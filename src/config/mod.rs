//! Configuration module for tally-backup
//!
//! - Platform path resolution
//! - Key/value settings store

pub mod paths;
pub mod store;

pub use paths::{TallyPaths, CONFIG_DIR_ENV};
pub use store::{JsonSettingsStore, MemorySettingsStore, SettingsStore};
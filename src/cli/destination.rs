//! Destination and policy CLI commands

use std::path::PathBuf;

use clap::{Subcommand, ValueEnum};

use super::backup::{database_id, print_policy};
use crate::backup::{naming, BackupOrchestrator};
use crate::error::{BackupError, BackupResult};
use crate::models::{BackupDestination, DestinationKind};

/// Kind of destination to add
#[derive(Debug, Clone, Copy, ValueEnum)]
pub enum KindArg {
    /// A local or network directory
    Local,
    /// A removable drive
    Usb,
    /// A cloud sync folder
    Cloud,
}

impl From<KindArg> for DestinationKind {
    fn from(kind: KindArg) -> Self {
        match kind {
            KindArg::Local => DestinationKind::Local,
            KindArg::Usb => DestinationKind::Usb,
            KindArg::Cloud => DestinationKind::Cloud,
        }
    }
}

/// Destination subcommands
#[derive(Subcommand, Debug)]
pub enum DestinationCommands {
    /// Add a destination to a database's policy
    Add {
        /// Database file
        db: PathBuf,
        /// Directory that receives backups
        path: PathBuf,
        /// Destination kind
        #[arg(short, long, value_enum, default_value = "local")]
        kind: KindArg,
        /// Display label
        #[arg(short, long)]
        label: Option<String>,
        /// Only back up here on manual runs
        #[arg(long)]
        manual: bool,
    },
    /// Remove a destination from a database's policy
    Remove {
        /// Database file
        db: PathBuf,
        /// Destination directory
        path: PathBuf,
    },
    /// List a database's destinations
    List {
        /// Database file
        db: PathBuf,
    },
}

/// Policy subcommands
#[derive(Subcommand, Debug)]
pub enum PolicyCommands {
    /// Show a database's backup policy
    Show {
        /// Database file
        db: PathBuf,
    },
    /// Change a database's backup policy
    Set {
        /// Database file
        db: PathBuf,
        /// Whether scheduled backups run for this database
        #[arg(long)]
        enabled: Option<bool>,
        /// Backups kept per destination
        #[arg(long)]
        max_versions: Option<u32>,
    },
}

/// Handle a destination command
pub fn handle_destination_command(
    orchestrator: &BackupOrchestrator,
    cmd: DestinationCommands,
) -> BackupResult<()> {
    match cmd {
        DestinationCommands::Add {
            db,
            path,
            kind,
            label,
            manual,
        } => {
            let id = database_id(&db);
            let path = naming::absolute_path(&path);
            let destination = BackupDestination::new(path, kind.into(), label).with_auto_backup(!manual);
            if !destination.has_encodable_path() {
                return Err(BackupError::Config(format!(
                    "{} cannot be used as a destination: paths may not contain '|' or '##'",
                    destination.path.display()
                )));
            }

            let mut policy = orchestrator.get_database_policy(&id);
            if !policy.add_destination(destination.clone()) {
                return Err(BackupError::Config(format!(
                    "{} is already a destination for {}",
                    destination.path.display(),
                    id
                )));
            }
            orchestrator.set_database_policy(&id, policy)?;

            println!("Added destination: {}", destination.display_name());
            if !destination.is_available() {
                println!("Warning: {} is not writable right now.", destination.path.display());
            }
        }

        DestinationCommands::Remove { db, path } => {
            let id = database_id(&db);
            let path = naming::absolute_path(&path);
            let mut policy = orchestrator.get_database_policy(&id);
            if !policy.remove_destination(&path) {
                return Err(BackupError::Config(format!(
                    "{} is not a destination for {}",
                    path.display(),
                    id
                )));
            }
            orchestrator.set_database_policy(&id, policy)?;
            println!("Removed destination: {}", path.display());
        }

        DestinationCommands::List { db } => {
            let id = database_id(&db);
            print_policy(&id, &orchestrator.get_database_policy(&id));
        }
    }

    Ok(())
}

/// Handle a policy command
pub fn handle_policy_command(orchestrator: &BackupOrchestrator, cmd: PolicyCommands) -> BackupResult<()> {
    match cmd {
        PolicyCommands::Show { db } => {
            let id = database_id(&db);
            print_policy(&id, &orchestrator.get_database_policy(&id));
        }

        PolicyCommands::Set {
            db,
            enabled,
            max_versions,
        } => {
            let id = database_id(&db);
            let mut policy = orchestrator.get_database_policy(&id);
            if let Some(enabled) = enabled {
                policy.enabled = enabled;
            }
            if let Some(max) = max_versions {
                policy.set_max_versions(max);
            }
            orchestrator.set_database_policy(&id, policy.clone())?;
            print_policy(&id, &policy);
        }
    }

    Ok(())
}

==

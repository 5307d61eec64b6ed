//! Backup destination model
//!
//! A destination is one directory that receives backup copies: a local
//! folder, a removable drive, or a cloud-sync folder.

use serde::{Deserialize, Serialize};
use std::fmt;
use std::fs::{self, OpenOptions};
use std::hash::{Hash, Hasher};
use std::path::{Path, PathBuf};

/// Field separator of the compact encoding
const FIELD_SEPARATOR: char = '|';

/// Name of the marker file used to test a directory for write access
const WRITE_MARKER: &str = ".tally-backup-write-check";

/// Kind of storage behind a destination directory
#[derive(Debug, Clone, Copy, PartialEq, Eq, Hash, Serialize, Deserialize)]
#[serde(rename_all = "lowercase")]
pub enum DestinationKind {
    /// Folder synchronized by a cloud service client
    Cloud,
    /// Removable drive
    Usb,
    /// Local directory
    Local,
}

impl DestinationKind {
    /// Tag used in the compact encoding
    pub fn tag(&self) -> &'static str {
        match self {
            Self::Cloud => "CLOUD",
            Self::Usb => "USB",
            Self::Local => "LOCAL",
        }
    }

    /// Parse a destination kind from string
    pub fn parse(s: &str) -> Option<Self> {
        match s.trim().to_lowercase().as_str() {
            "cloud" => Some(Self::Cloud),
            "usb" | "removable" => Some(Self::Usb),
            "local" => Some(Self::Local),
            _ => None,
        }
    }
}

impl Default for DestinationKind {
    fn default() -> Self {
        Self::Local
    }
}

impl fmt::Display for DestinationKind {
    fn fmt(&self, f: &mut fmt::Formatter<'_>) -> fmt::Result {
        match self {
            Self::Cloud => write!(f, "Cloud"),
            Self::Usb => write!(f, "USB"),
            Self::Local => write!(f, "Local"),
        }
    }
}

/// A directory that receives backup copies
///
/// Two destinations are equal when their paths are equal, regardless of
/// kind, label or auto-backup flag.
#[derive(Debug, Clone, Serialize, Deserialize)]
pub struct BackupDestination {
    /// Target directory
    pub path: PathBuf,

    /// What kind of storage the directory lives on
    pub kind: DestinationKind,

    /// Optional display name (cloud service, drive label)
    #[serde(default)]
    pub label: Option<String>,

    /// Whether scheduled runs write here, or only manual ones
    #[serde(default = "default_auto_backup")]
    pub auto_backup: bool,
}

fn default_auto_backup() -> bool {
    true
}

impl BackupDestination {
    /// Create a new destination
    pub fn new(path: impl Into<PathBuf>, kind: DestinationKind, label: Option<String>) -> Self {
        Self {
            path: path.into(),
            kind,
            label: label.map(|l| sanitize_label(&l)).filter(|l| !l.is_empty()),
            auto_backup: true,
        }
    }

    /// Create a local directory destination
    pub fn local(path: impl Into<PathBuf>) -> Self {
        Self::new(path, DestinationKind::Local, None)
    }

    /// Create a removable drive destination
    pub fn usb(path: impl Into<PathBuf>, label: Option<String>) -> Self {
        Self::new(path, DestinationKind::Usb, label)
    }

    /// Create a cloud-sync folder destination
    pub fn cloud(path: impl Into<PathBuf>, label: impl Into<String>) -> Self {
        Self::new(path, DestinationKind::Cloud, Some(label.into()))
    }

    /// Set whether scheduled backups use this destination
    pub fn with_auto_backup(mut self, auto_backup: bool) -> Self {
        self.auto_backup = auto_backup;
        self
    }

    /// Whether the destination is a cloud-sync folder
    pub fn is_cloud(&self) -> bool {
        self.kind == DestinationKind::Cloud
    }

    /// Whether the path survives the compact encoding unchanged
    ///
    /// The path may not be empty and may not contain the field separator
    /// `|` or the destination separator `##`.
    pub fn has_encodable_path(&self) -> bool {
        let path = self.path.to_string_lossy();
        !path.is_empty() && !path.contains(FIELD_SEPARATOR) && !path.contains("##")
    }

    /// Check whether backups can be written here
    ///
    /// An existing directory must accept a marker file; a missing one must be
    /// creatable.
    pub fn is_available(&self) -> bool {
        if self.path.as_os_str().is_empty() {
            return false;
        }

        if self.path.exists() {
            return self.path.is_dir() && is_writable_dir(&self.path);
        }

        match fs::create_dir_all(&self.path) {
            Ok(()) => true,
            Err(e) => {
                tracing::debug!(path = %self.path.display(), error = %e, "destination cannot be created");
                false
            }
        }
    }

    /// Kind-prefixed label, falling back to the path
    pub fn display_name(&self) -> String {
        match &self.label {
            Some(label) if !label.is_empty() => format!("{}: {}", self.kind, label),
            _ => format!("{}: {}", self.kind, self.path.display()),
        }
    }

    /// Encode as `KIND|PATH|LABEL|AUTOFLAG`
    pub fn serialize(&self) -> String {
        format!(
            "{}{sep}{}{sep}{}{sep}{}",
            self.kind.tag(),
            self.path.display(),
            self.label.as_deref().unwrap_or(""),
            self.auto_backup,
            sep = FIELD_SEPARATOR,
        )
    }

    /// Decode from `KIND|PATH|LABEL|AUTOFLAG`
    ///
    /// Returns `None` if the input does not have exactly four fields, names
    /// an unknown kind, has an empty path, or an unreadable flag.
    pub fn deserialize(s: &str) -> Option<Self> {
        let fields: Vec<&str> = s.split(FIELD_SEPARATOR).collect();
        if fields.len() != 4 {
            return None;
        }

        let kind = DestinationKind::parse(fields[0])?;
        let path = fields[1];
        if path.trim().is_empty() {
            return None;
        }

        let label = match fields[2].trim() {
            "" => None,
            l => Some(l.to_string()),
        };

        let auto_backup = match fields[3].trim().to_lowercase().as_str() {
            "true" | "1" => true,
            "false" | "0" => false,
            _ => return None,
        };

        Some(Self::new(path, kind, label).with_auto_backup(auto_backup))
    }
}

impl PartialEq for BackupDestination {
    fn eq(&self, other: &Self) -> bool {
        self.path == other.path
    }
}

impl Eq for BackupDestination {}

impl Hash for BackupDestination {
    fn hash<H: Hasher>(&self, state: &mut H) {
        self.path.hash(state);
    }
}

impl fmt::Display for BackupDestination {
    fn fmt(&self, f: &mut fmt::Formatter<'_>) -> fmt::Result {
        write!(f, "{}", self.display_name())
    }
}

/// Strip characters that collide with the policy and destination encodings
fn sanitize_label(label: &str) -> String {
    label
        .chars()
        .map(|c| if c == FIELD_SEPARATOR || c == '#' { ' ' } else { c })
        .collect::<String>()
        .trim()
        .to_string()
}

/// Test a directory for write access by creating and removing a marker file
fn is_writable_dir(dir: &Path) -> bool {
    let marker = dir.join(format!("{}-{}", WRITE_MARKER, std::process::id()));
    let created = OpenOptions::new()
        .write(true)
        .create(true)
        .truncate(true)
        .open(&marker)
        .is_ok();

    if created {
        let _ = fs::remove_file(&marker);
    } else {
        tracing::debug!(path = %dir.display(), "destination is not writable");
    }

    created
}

Problem to solve: From the records above, copy each line that contains the word "state".

Answer section:
    fn hash<H: Hasher>(&self, state: &mut H) {
        self.path.hash(state);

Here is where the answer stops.